■ Assignment
Take the line with "filename crates/prism-rebuild/src/lib.rs" and all lines after it, through the end of the records below, and repeat them exactly.

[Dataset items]
- Opening Delimiter -
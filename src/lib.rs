//! `prism` reconstructs, from a captured snapshot of a GPU API's live object
//! graph, the minimal sequence of API calls that recreates equivalent
//! GPU-visible state in a fresh context.
//!
//! This is a facade over the workspace crates:
//! - [`prism_interval`] — coalescing byte-range bookkeeping.
//! - [`prism_capture`] — the captured object-graph snapshot model.
//! - [`prism_rebuild`] — the rebuild engine and its memoizing resolve layer.

pub use prism_capture as capture;
pub use prism_interval as interval;
pub use prism_rebuild as rebuild;

pub use prism_rebuild::{rebuild_state, Rebuild, RebuildError, RebuildOptions};
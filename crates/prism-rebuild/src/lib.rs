//! Rebuild engine: turns a captured object-graph [`Snapshot`] into the
//! ordered sequence of synthetic API calls that recreates equivalent
//! GPU-visible state in a fresh context, together with the exact host byte
//! ranges each call reads and writes.
//!
//! The engine is single-threaded and synchronous for one rebuild; see
//! [`resolve::InitialCommands`] for the memoizing layer callers go through.
//!
//! [`Snapshot`]: prism_capture::Snapshot

mod builder;
mod call;
mod mutate;
mod new_state;
mod orchestrator;
mod pipelines;
mod primer;
mod report;
mod resolve;
mod sparse;
mod wire;

pub use builder::{scratch_alloc_size, StateBuilder};
pub use call::{
    Call, Command, DescriptorWrite, GraphicsPipelineCreateInfo, QueueCreateInfo, SparseBindInfo,
    SparseBufferBindInfo, SparseImageBind, SparseImageBindInfo, SparseImageOpaqueBindInfo,
    StageInfo, SwapchainCreateInfo,
};
pub use mutate::MutateError;
pub use new_state::{AllocResult, HandleAllocator, NewState, ReplayAllocator};
pub use orchestrator::{rebuild_state, Rebuild, RebuildOptions};
pub use pipelines::pipelines_in_order;
pub use report::{
    Advisory, CancelToken, ObjectOutcome, ObjectResult, RebuildError, RebuildReport, SkipReason,
};
pub use resolve::InitialCommands;
pub use sparse::is_fully_bound;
- Closing Delimiter -
■ Exercise solution
filename crates/prism-rebuild/src/lib.rs
//! Rebuild engine: turns a captured object-graph [`Snapshot`] into the
//! ordered sequence of synthetic API calls that recreates equivalent
//! GPU-visible state in a fresh context, together with the exact host byte
//! ranges each call reads and writes.
//!
//! The engine is single-threaded and synchronous for one rebuild; see
//! [`resolve::InitialCommands`] for the memoizing layer callers go through.
//!
//! [`Snapshot`]: prism_capture::Snapshot

mod builder;
mod call;
mod mutate;
mod new_state;
mod orchestrator;
mod pipelines;
mod primer;
mod report;
mod resolve;
mod sparse;
mod wire;

pub use builder::{scratch_alloc_size, StateBuilder};
pub use call::{
    Call, Command, DescriptorWrite, GraphicsPipelineCreateInfo, QueueCreateInfo, SparseBindInfo,
    SparseBufferBindInfo, SparseImageBind, SparseImageBindInfo, SparseImageOpaqueBindInfo,
    StageInfo, SwapchainCreateInfo,
};
pub use mutate::MutateError;
pub use new_state::{AllocResult, HandleAllocator, NewState, ReplayAllocator};
pub use orchestrator::{rebuild_state, Rebuild, RebuildOptions};
pub use pipelines::pipelines_in_order;
pub use report::{
    Advisory, CancelToken, ObjectOutcome, ObjectResult, RebuildError, RebuildReport, SkipReason,
};
pub use resolve::InitialCommands;
pub use sparse::is_fully_bound;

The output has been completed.